● PROMPT
Take the lines below from the first through the one that contains "use wander::combat::types::CombatResult;" and copy them exactly.

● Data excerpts
--------------------------------------------------
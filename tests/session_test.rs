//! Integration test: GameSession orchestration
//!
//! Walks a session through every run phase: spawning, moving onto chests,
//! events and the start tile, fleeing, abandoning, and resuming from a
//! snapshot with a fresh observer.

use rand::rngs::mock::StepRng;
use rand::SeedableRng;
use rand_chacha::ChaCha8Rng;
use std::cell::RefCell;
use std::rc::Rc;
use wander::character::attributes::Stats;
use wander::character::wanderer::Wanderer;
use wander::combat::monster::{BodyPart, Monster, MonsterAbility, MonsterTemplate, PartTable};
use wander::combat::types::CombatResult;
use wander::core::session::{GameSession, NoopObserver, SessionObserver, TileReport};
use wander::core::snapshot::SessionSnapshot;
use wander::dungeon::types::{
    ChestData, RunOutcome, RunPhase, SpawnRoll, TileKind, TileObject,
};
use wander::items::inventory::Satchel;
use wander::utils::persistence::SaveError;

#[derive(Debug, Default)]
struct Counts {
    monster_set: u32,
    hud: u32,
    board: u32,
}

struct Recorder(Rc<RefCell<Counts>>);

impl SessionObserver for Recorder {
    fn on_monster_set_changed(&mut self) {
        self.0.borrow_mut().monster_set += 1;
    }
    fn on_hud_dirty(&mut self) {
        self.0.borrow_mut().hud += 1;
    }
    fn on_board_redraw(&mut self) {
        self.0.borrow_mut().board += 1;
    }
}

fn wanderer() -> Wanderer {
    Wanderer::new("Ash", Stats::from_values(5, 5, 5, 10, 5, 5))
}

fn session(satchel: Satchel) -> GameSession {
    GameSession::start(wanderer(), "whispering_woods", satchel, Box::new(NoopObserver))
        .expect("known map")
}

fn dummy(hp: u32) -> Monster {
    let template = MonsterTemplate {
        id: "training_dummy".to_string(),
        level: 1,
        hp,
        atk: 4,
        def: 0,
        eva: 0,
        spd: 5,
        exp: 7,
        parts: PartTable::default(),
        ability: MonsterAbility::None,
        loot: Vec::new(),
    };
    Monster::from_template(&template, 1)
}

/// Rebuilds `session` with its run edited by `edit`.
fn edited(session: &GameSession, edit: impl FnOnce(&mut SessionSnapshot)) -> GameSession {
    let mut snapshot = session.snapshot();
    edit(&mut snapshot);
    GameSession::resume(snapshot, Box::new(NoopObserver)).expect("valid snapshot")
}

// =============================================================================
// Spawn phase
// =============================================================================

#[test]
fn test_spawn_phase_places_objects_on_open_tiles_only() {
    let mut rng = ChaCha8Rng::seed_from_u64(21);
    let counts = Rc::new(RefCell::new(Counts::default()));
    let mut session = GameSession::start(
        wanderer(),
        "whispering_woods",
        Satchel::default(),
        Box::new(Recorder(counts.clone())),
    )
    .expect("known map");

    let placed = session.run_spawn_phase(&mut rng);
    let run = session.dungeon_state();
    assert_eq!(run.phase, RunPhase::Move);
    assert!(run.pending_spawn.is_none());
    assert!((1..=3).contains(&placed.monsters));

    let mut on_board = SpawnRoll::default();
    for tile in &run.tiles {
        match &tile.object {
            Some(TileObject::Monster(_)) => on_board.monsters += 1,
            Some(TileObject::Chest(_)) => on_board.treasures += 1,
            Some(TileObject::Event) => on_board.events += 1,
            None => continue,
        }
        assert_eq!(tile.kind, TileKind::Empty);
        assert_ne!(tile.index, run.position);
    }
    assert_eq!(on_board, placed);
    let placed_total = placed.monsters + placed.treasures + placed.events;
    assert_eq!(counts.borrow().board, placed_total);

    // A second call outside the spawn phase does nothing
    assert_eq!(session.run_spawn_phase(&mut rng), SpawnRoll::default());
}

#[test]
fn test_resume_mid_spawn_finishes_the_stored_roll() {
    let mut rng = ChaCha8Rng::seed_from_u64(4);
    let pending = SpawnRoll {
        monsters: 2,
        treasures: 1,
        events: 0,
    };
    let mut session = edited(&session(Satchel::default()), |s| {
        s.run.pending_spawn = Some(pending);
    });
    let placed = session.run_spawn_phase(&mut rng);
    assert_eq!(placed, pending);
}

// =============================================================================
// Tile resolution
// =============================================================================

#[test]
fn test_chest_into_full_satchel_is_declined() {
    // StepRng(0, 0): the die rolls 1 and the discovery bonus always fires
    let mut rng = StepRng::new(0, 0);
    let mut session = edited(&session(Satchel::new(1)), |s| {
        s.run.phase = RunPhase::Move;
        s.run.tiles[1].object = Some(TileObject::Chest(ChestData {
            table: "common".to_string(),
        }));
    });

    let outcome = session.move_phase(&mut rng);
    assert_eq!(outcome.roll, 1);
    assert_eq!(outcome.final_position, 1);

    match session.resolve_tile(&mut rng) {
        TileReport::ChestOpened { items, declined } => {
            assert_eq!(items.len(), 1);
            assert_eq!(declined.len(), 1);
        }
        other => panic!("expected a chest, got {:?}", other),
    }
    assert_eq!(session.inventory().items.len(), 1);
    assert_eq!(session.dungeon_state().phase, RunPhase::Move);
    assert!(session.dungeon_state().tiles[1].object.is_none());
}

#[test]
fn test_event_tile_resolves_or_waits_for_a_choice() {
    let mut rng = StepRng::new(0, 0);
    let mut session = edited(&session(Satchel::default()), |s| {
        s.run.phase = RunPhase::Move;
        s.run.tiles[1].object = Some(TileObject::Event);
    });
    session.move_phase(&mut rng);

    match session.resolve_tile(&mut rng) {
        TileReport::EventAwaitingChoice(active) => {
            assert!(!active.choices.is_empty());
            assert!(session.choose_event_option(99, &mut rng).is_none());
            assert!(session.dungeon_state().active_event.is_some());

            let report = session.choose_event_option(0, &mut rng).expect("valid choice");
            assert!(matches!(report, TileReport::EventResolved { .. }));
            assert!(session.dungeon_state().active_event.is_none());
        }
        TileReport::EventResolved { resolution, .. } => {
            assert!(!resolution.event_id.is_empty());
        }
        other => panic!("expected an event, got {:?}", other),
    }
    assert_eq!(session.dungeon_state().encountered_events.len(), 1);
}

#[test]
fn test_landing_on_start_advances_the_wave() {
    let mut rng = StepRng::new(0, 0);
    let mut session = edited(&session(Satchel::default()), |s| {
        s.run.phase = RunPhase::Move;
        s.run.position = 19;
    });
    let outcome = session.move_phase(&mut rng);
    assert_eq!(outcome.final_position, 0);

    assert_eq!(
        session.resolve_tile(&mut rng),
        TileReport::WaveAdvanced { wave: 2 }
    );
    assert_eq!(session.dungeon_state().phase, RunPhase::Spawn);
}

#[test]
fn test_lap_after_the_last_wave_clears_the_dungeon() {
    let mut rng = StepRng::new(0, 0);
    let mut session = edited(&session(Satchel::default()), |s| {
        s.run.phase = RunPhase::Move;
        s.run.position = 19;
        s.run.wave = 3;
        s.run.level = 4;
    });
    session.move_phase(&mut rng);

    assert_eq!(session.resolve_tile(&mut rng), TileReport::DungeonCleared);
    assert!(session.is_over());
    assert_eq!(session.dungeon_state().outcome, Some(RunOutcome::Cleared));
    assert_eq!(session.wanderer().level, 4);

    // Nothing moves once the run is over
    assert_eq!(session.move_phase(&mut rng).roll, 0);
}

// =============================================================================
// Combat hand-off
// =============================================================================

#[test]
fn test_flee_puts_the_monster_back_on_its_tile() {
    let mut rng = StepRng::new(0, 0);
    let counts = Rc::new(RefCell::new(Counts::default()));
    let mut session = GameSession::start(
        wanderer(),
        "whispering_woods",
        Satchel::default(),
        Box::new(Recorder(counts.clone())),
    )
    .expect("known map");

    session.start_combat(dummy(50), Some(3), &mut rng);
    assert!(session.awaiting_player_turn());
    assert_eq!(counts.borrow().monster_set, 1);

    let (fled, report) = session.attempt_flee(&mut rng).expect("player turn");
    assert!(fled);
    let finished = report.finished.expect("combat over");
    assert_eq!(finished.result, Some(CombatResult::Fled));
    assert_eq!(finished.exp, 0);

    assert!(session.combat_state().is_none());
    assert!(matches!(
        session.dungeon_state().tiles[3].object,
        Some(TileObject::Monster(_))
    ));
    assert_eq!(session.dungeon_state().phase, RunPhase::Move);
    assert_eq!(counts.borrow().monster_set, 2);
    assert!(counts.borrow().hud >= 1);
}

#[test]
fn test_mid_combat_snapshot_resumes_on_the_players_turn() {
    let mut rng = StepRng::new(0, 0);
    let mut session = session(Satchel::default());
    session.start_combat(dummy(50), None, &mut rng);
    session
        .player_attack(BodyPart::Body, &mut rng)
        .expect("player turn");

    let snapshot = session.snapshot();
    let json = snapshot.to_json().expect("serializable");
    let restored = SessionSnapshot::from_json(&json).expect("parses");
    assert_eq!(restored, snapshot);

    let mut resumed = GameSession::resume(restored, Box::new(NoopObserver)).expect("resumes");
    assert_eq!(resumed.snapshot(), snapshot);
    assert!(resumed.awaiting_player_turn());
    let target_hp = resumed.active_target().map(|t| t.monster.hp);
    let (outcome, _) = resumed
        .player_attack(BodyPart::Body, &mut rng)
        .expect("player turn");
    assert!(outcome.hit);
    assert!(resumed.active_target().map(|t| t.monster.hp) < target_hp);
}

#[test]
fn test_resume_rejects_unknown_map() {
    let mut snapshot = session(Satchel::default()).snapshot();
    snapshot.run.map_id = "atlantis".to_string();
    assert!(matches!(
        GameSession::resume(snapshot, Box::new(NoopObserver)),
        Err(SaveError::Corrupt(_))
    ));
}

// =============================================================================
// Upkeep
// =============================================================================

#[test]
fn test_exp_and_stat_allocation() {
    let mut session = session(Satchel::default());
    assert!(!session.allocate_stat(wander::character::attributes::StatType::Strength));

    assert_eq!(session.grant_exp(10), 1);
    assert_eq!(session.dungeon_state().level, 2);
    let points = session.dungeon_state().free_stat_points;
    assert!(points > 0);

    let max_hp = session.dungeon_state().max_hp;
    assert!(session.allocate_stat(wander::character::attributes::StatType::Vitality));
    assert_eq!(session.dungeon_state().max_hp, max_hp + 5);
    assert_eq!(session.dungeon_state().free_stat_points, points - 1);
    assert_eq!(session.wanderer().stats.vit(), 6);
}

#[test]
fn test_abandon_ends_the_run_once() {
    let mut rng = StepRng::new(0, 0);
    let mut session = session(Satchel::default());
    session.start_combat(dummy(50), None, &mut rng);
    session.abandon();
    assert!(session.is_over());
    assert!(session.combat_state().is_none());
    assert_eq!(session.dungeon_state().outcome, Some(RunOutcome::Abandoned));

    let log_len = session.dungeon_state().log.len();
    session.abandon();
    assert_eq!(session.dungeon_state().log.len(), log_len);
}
--------------------------------------------------
● RESPONSE TO THIS TASK
filename tests/session_test.rs
//! Integration test: GameSession orchestration
//!
//! Walks a session through every run phase: spawning, moving onto chests,
//! events and the start tile, fleeing, abandoning, and resuming from a
//! snapshot with a fresh observer.

use rand::rngs::mock::StepRng;
use rand::SeedableRng;
use rand_chacha::ChaCha8Rng;
use std::cell::RefCell;
use std::rc::Rc;
use wander::character::attributes::Stats;
use wander::character::wanderer::Wanderer;
use wander::combat::monster::{BodyPart, Monster, MonsterAbility, MonsterTemplate, PartTable};
use wander::combat::types::CombatResult;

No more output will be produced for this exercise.